Hmm. I reckon you can really see the influence of a teenagerhood spent reading epic fantasy there.
PS: The Word Verification word is "pmmoim". That is clearly the sound a wooden ruler makes when you twang it off the edge of a desk.
And Joel wins an internet.
(In assuming that one of the questions was about last names: More power to y'all!)
That'd be number 3.
So do you have a date yet?
Where did the proposal happen?
Are you taking his name?
Omigod, can I see the ring?
Are you going to wear a white dress?
Most probable order of these questions being asked:
4, 2, 1, 3, 5.
Unless they do it differently in England :)
I was confused about the flower. Thanks, Ecks!
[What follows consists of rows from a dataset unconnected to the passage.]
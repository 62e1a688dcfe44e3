use ember16_rs::decode::{decode, AluOp, FlagsMode, Fu, PcMode, RsSignal};
use ember16_rs::isa::{self, CondMode, OpcodeSpec, RdMode, RsMode};
use ember16_rs::parser::parse_source;
use ember16_rs::printer::print_program_bare;
use ember16_rs::{assemble, Program};
use pretty_assertions::assert_eq;

fn build(text: &str) -> Program {
    let mut program = Program::new();
    parse_source("test.s", text, &mut program).unwrap();
    assemble(&mut program).unwrap();
    program
}

fn encoding_of(text: &str) -> u16 {
    build(text).last().unwrap().encoding.unwrap()
}

#[test]
fn decode_recovers_the_encoded_control_signals() {
    use FlagsMode as F;
    use PcMode as P;
    use RdMode as D;
    use RsSignal as S;

    let cmv = AluOp::Cmv as u8;
    #[rustfmt::skip]
    let cases: &[(&str, D, S, F, P, Fu, u8)] = &[
        ("nop",             D::Unused,    S::Imm4,   F::Unused,    P::Step,    Fu::Move, 0),
        ("mv r0, r1",       D::Write,     S::Reg8,   F::Unused,    P::Step,    Fu::Move, 0),
        ("jro r2",          D::Unused,    S::Reg8,   F::Unused,    P::RelJump, Fu::Move, 0),
        ("jr r1r0",         D::Unused,    S::Pair16, F::Unused,    P::AbsJump, Fu::Move, 0),
        ("ldi r0, 5",       D::Write,     S::Imm8,   F::Unused,    P::Step,    Fu::Move, 0),
        ("j +2",            D::Unused,    S::Imm8,   F::Unused,    P::RelJump, Fu::Move, 0),
        ("halt",            D::Unused,    S::Imm8,   F::Unused,    P::RelJump, Fu::Move, 0),
        ("not r0",          D::ReadWrite, S::Imm4,   F::Write,     P::Step,    Fu::Alu,  AluOp::Not as u8),
        ("neg r0",          D::ReadWrite, S::Imm4,   F::Write,     P::Step,    Fu::Alu,  AluOp::Neg as u8),
        ("shll r0",         D::ReadWrite, S::Imm4,   F::Write,     P::Step,    Fu::Alu,  AluOp::Shll as u8),
        ("shlc r0",         D::ReadWrite, S::Imm4,   F::ReadWrite, P::Step,    Fu::Alu,  AluOp::Shlc as u8),
        ("shrl r0",         D::ReadWrite, S::Imm4,   F::Write,     P::Step,    Fu::Alu,  AluOp::Shrl as u8),
        ("shrc r0",         D::ReadWrite, S::Imm4,   F::ReadWrite, P::Step,    Fu::Alu,  AluOp::Shrc as u8),
        ("shra r0",         D::ReadWrite, S::Imm4,   F::Write,     P::Step,    Fu::Alu,  AluOp::Shra as u8),
        ("fswap r0",        D::ReadWrite, S::Imm4,   F::ReadWrite, P::Step,    Fu::Alu,  AluOp::Fswap as u8),
        ("fr r0",           D::Write,     S::Imm4,   F::Read,      P::Step,    Fu::Alu,  AluOp::Fswap as u8),
        ("fw r0",           D::Read,      S::Imm4,   F::Write,     P::Step,    Fu::Alu,  AluOp::Fswap as u8),
        ("add r0, r1",      D::ReadWrite, S::Reg8,   F::Write,     P::Step,    Fu::Alu,  AluOp::Add as u8),
        ("addc r0, r1",     D::ReadWrite, S::Reg8,   F::ReadWrite, P::Step,    Fu::Alu,  AluOp::Addc as u8),
        ("sub r0, r1",      D::ReadWrite, S::Reg8,   F::Write,     P::Step,    Fu::Alu,  AluOp::Sub as u8),
        ("subc r0, r1",     D::ReadWrite, S::Reg8,   F::ReadWrite, P::Step,    Fu::Alu,  AluOp::Subc as u8),
        ("and r0, r1",      D::ReadWrite, S::Reg8,   F::Write,     P::Step,    Fu::Alu,  AluOp::And as u8),
        ("or r0, r1",       D::ReadWrite, S::Reg8,   F::Write,     P::Step,    Fu::Alu,  AluOp::Or as u8),
        ("xor r0, r1",      D::ReadWrite, S::Reg8,   F::Write,     P::Step,    Fu::Alu,  AluOp::Xor as u8),
        ("cmp r0, r1",      D::Read,      S::Reg8,   F::Write,     P::Step,    Fu::Alu,  AluOp::Sub as u8),
        ("test r0, r1",     D::Read,      S::Reg8,   F::Write,     P::Step,    Fu::Alu,  AluOp::And as u8),
        ("addci r0, 1",     D::ReadWrite, S::Imm4,   F::ReadWrite, P::Step,    Fu::Alu,  AluOp::Addc as u8),
        ("xori r0, -1",     D::ReadWrite, S::Imm4,   F::Write,     P::Step,    Fu::Alu,  AluOp::Xor as u8),
        ("cmpi r0, 3",      D::Read,      S::Imm4,   F::Write,     P::Step,    Fu::Alu,  AluOp::Sub as u8),
        ("addi r0, 200",    D::ReadWrite, S::Imm8,   F::Write,     P::Step,    Fu::Alu,  AluOp::Add as u8),
        ("andi r0, 15",     D::ReadWrite, S::Imm8,   F::Write,     P::Step,    Fu::Alu,  AluOp::And as u8),
        ("ori r0, 1",       D::ReadWrite, S::Imm8,   F::Write,     P::Step,    Fu::Alu,  AluOp::Or as u8),
        ("testi r0, 7",     D::Read,      S::Imm8,   F::Write,     P::Step,    Fu::Alu,  AluOp::And as u8),
        ("cmv.eq r0, r1",   D::ReadWrite, S::Reg8,   F::Read,      P::Step,    Fu::Alu,  cmv | 0b0100),
        ("cldi.sgt r0, -1", D::ReadWrite, S::Imm4,   F::Read,      P::Step,    Fu::Alu,  cmv | 0b1111),
    ];

    for &(text, rd, rs, flags, pc, fu, fuop) in cases {
        let word = encoding_of(text);
        let cw = decode(word);
        assert_eq!(cw.rd, rd, "{text} ({word:#06X})");
        assert_eq!(cw.rs, rs, "{text} ({word:#06X})");
        assert_eq!(cw.flags, flags, "{text} ({word:#06X})");
        assert_eq!(cw.pc, pc, "{text} ({word:#06X})");
        assert_eq!(cw.fu, fu, "{text} ({word:#06X})");
        assert_eq!(cw.fuop, fuop, "{text} ({word:#06X})");
    }
}

#[test]
fn this_rom_generation_reserves_conditional_branches_and_lcd() {
    for text in ["b.eq +0", "br.c r1r0", "bro.nz r0", "lcdcw r0", "lcddr r6"] {
        let word = encoding_of(text);
        assert_eq!(decode(word).pc, PcMode::Reserved, "{text} ({word:#06X})");
    }
}

/// Can `spec` produce `word` for some choice of operand values? Field value
/// ranges matter: register fields carry 1..=7, pair fields 1..=6, condition
/// fields 2..=15, immediates anything.
fn spec_matches(spec: &OpcodeSpec, word: u16) -> bool {
    let nib = |offset: u16| (word >> offset) & 0xF;
    if nib(0) != u16::from(spec.func0) {
        return false;
    }
    let dest_ok = if spec.cond == CondMode::DestField {
        (2..=15).contains(&nib(4))
    } else if spec.rd != RdMode::Unused {
        (1..=7).contains(&nib(4))
    } else {
        spec.func2.map(u16::from) == Some(nib(4))
    };
    if !dest_ok {
        return false;
    }
    let src_ok = match spec.rs {
        RsMode::Reg8 => (1..=7).contains(&nib(8)),
        RsMode::Pair16 => (1..=6).contains(&nib(8)),
        RsMode::Imm8 | RsMode::JumpImm8 | RsMode::SimmImm4 => true,
        RsMode::Unused => spec.func3.map(u16::from) == Some(nib(8)),
    };
    if !src_ok {
        return false;
    }
    if matches!(spec.rs, RsMode::Imm8 | RsMode::JumpImm8) {
        true
    } else if spec.cond == CondMode::TopField {
        (2..=15).contains(&nib(12))
    } else {
        spec.func1.map(u16::from) == Some(nib(12))
    }
}

#[test]
fn no_two_specs_claim_the_same_word() {
    for word in 0..=u16::MAX {
        let matches: Vec<&str> = isa::TABLE
            .iter()
            .filter(|spec| spec_matches(spec, word))
            .map(|spec| spec.mnemonic)
            .collect();
        if word == 0x0009 {
            // The one documented overlap: halt is spelled as `j +0`.
            assert_eq!(matches, vec!["j", "halt"], "{word:#06X}");
        } else {
            assert!(matches.len() <= 1, "{word:#06X}: {matches:?}");
        }
    }
}

#[test]
fn printed_programs_reassemble_to_identical_words() {
    let source = "\
.org 0x10
start:
  ldi r0, 5
  addi r0, -1
1:
  cmv.ne r1, r0
  b.nz 1b
  j start
  j +4
  jr r1r0
  br.ult r3r2
  bro.c r4
  lcdcw r0
  halt
";
    let program = build(source);
    let rendered = print_program_bare(&program);
    let reparsed = build(&rendered);

    let original: Vec<Option<u16>> = program.iter().map(|i| i.encoding).collect();
    let roundtrip: Vec<Option<u16>> = reparsed.iter().map(|i| i.encoding).collect();
    assert_eq!(original, roundtrip, "rendered:\n{rendered}");
}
*dropping in to leave congratulations on the *proper* announcement thread*
Ecks is correct!Post a Comment
Actually the commonest order is more or less as I put them... This may be affected by the fact that many of my friends have married already, so discussions of 'would you take his name' (answer: no, because a. feminism, b. Gareth says he thinks of 'Whitfield' as part of my name anyway, as do I, and c. 'Kit Thomas' would be hard to say) have already taken place.
And yes, the ring is flower-shaped, and will NOT be a diamond, as I don't particularly like diamonds and there's no law saying you have to have one. (De Beers tries very hard to convince you that there is, but they're not exactly neutral.) So it's going to be white gold with an emerald in a setting that's cast from a bud. I'll try to post a picture when it arrives; it's being made by a charming designer as we speak.